Forum Moderators: coopster

Message Too Old, No Replies

Is this a bad programming practice?

         

jake66

3:26 am on Mar 2, 2008 (gmt 0)

10+ Year Member



I've read around the web that using too many if's is bad, and to condense them.

I am not sure how to, with this:

if ($HTTP_GET_VARS['keywords'] =='query1'){
tep_redirect('mysite.com/query1.html');
exit();
}
if ($HTTP_GET_VARS['keywords'] =='query2'){
tep_redirect('mysite.com/query2.html');
exit();
}

..basically, I have dozens of these on my search box.
If the results are NOT being saved anywhere (simply used to FIND), do I need to sanitize them?

andrewheiss

4:44 am on Mar 2, 2008 (gmt 0)

10+ Year Member



I generally use a case switch, which looks at different options for a variable value rather than setting dozens of if statements. Look here for examples: [us3.php.net...]

vincevincevince

5:07 am on Mar 2, 2008 (gmt 0)

WebmasterWorld Senior Member 10+ Year Member



Provided that your search facility is well written (i.e. a database search with MySQL would use mysql_real_escape_string() on the query terms) then you do not need to sanitise before sending to the search function. On the other hand, you should seriously consider using either meta tags or robots.txt to ensure that search results pages are not crawled by search engines - making it impossible to use those results pages to poison your SERPS.

Take care where the search term is output again - don't just 'print $_GET[query]' as that can cause a lot XSS problems.

jake66

5:49 am on Mar 2, 2008 (gmt 0)

10+ Year Member



vincevincevince, If i use:
print $_GET[query]

like:

print strip_tags($_GET[query])

..is it still unsafe?

or what about:

$querystripped = preg_replace('/[^0-9]/i','',$QUERY_STRING);

(for numerical outputs)

you should seriously consider using either meta tags or robots.txt to ensure that search results pages are not crawled by search engines

Already in place. :) But there's been a lot of people posting their search results as of late, for terms I'd much rather have my static pages rank for.. rather than stuff coming off the on-site search engine. When people link to their search results, I get nothing.. because all robots are denied to the search page. At least (I figure), if I 301 my best terms I have a shooting chance at getting something out of it.

PHP_Chimp

2:41 pm on Mar 2, 2008 (gmt 0)

WebmasterWorld Senior Member 10+ Year Member



Seeing as there is no database involved just stripping tags is easy additional security.

There is a good list of things to watch out for in $_GET hacking [webmasterworld.com]. Its mainly about SQL injection although there is some good old script and other tags getting thrown in as well as some cookie tampering. So a lot of good examples of the things people try to throw in.

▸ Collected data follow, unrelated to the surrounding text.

impl ProductPatch {
    /// Whether the patch changes nothing.
    #[must_use]
    pub const fn is_empty(&self) -> bool {
        self.title.is_none()
            && self.description.is_none()
            && self.price.is_none()
            && self.in_stock.is_none()
            && self.image_src.is_none()
            && self.product_type.is_none()
    }

    /// Merge the patch into an existing product.
    pub fn apply(self, product: &mut Product) {
        if let Some(title) = self.title {
            product.title = title;
        }
        if let Some(description) = self.description {
            product.description = Some(description);
        }
        if let Some(price) = self.price {
            product.price = Some(price);
        }
        if let Some(in_stock) = self.in_stock {
            product.in_stock = in_stock;
        }
        if let Some(image_src) = self.image_src {
            product.image_src = Some(image_src);
        }
        if let Some(product_type) = self.product_type {
            product.product_type = Some(product_type);
        }
    }
}

// =============================================================================
// Menus
// =============================================================================

/// Menu size, also selectable per order item.
#[derive(Debug, Clone, Copy, Default, PartialEq, Eq, Hash, Serialize, Deserialize)]
#[serde(rename_all = "lowercase")]
pub enum MenuSize {
    #[default]
    Medium,
    Large,
}

/// A bundle of products sold at its own stored price.
#[derive(Debug, Clone, PartialEq, Serialize, Deserialize)]
#[serde(rename_all = "camelCase")]
pub struct Menu {
    #[serde(rename = "_id")]
    pub id: Id,
    pub title: String,
    #[serde(default, skip_serializing_if = "Option::is_none")]
    pub description: Option<String>,
    #[serde(default, skip_serializing_if = "Option::is_none")]
    pub price: Option<f64>,
    #[serde(default)]
    pub size: MenuSize,
    #[serde(default, skip_serializing_if = "Option::is_none")]
    pub image_src: Option<String>,
    #[serde(default)]
    pub products: Vec<Id>,
}

/// Parameters for creating a menu.
#[derive(Debug, Clone, Deserialize)]
#[serde(rename_all = "camelCase")]
pub struct NewMenu {
    pub title: String,
    #[serde(default)]
    pub description: Option<String>,
    #[serde(default)]
    pub price: Option<f64>,
    #[serde(default)]
    pub size: MenuSize,
    #[serde(default)]
    pub image_src: Option<String>,
    #[serde(default)]
    pub products: Vec<Id>,
}

impl NewMenu {
    /// Materialize the menu under a fresh id.
    #[must_use]
    pub fn into_menu(self, id: Id) -> Menu {
        Menu {
            id,
            title: self.title,
            description: self.description,
            price: self.price,
            size: self.size,
            image_src: self.image_src,
            products: self.products,
        }
    }
}

/// Partial menu update. `None` leaves the field untouched; product ids are
/// not serialized since their stored form is backend specific.
#[derive(Debug, Clone, Default, Serialize, Deserialize)]
#[serde(rename_all = "camelCase")]
pub struct MenuPatch {
    #[serde(skip_serializing_if = "Option::is_none")]
    pub title: Option<String>,
    #[serde(skip_serializing_if = "Option::is_none")]
    pub description: Option<String>,
    #[serde(skip_serializing_if = "Option::is_none")]
    pub price: Option<f64>,
    #[serde(skip_serializing_if = "Option::is_none")]
    pub size: Option<MenuSize>,
    #[serde(skip_serializing_if = "Option::is_none")]
    pub image_src: Option<String>,
    #[serde(skip_serializing)]
    pub products: Option<Vec<Id>>,
}

impl MenuPatch {
    /// Whether the patch changes nothing.
    #[must_use]
    pub const fn is_empty(&self) -> bool {
        self.title.is_none()
            && self.description.is_none()
            && self.price.is_none()
            && self.size.is_none()
            && self.image_src.is_none()
            && self.products.is_none()
    }

    /// Merge the patch into an existing menu.
    pub fn apply(self, menu: &mut Menu) {
        if let Some(title) = self.title {
            menu.title = title;
        }
        if let Some(description) = self.description {
            menu.description = Some(description);
        }
        if let Some(price) = self.price {
            menu.price = Some(price);
        }
        if let Some(size) = self.size {
            menu.size = size;
        }
        if let Some(image_src) = self.image_src {
            menu.image_src = Some(image_src);
        }
        if let Some(products) = self.products {
            menu.products = products;
        }
    }
}

// =============================================================================
// Users
// =============================================================================

/// Stored user account. Deliberately not `Serialize`: use [`UserProfile`].
#[derive(Debug, Clone, PartialEq)]
pub struct User {
    pub id: Id,
    pub username: String,
    pub password_hash: String,
    pub name: String,
    pub surname: Option<String>,
    pub email: String,
    pub phone: Option<String>,
    pub address: Option<String>,
    pub zipcode: Option<String>,
    pub city: Option<String>,
    pub date_of_birth: Option<NaiveDate>,
    pub is_admin: bool,
    pub reset_token_hash: Option<String>,
    pub reset_token_expires_at: Option<DateTime<Utc>>,
}

impl User {
    /// Client-facing view without credentials.
    #[must_use]
    pub fn profile(&self) -> UserProfile {
        UserProfile {
            id: self.id,
            username: self.username.clone(),
            name: self.name.clone(),
            surname: self.surname.clone(),
            email: self.email.clone(),
            phone: self.phone.clone(),
            address: self.address.clone(),
            zipcode: self.zipcode.clone(),
            city: self.city.clone(),
            date_of_birth: self.date_of_birth,
            is_admin: self.is_admin,
        }
    }

    /// Whether the stored reset token matches `hash` and is still valid at `now`.
    #[must_use]
    pub fn reset_token_matches(&self, hash: &str, now: DateTime<Utc>) -> bool {
        self.reset_token_hash.as_deref() == Some(hash)
            && self.reset_token_expires_at.is_some_and(|exp| exp > now)
    }
}

impl JwtSubject for User {
    fn subject_id(&self) -> String {
        self.id.to_string()
    }

    fn is_admin(&self) -> bool {
        self.is_admin
    }
}
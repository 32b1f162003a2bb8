//! Request ID propagation: reuse the caller's `x-request-id` or mint one.

use std::future::Future;
use std::pin::Pin;
use std::sync::Arc;
use std::task::{Context, Poll};

use http::{HeaderValue, Request, Response};
use tower::{Layer, Service};
use tracing::Span;
use uuid::Uuid;

/// Header name for request ID propagation.
pub const REQUEST_ID_HEADER: &str = "x-request-id";

/// Longest caller-supplied ID accepted.
const MAX_REQUEST_ID_LENGTH: usize = 64;

/// Request ID for the current request, stored in request extensions.
#[derive(Debug, Clone, PartialEq, Eq)]
pub struct RequestId(Arc<str>);

impl RequestId {
    /// Generate a new random request ID.
    #[must_use]
    pub fn generate() -> Self {
        Self(Uuid::new_v4().to_string().into())
    }

    /// Accept a caller-supplied ID if it is short, non-empty, visible ASCII.
    #[must_use]
    pub fn from_header(value: &str) -> Option<Self> {
        let valid = !value.is_empty()
            && value.len() <= MAX_REQUEST_ID_LENGTH
            && value.bytes().all(|b| b.is_ascii_graphic());
        valid.then(|| Self(value.into()))
    }

    #[must_use]
    pub fn as_str(&self) -> &str {
        &self.0
    }
}

impl std::fmt::Display for RequestId {
    fn fmt(&self, f: &mut std::fmt::Formatter<'_>) -> std::fmt::Result {
        f.write_str(&self.0)
    }
}

/// Tower layer for request ID propagation.
#[derive(Clone, Copy, Default)]
pub struct RequestIdLayer;

impl RequestIdLayer {
    #[must_use]
    pub const fn new() -> Self {
        Self
    }
}

impl<S> Layer<S> for RequestIdLayer {
    type Service = RequestIdMiddleware<S>;

    fn layer(&self, inner: S) -> Self::Service {
        RequestIdMiddleware { inner }
    }
}

/// Request ID middleware service.
#[derive(Clone)]
pub struct RequestIdMiddleware<S> {
    inner: S,
}

impl<S, ReqBody, ResBody> Service<Request<ReqBody>> for RequestIdMiddleware<S>
where
    S: Service<Request<ReqBody>, Response = Response<ResBody>> + Clone + Send + 'static,
    S::Future: Send,
    ReqBody: Send + 'static,
    ResBody: Send + 'static,
{
    type Response = S::Response;
    type Error = S::Error;
    type Future = Pin<Box<dyn Future<Output = Result<Self::Response, Self::Error>> + Send>>;

    fn poll_ready(&mut self, cx: &mut Context<'_>) -> Poll<Result<(), Self::Error>> {
        self.inner.poll_ready(cx)
    }

    fn call(&mut self, mut req: Request<ReqBody>) -> Self::Future {
        let request_id = req
            .headers()
            .get(REQUEST_ID_HEADER)
            .and_then(|v| v.to_str().ok())
            .and_then(RequestId::from_header)
            .unwrap_or_else(RequestId::generate);

        Span::current().record("request_id", request_id.as_str());
        let header = HeaderValue::from_str(request_id.as_str()).ok();
        req.extensions_mut().insert(request_id);

        let mut inner = self.inner.clone();
        Box::pin(async move {
            let mut response = inner.call(req).await?;
            if let Some(header) = header {
                response.headers_mut().insert(REQUEST_ID_HEADER, header);
            }
            Ok(response)
        })
    }
}

#[cfg(test)]
mod tests {
    use super::*;

    #[test]
    fn generated_ids_are_unique() {
        assert_ne!(RequestId::generate(), RequestId::generate());
    }

    #[test]
    fn caller_ids_are_validated() {
        assert_eq!(
            RequestId::from_header("req-42").map(|id| id.to_string()),
            Some("req-42".to_string())
        );
        assert!(RequestId::from_header("").is_none());
        assert!(RequestId::from_header("has space").is_none());
        assert!(RequestId::from_header(&"x".repeat(65)).is_none());
    }
}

Although back to your original question about if/elseif/else loops getting very long: the only other way is a switch statement with a lot of case's in there. If you dont have an else statement then switch is faster, however if you are using the final else statement then the if/elseif/else is faster than switch using default. At least on the server where I tested it last. So you may want to check the difference in speed (from memory the difference was about 0.2 seconds over 100000 iterations...so that is a VERY long list of keywords).

The only other thing is that you are using the old form of $HTTP_GET_VARS, the newer forward compatible version is just $_GET (quicker to type as well ;). Not that there is anything wrong with the older version, just if your host upgrades then it may no longer work.

BTW
$querystripped = preg_replace('/[^0-9]/i','',$QUERY_STRING);
You dont need to i...as 0-9 are not case sensitive ;)

lammert

9:24 am on Mar 3, 2008 (gmt 0)

WebmasterWorld Senior Member 10+ Year Member Top Contributors Of The Month



I've read around the web that using too many if's is bad, and to condense them.

Really? What were the arguments used for this statement?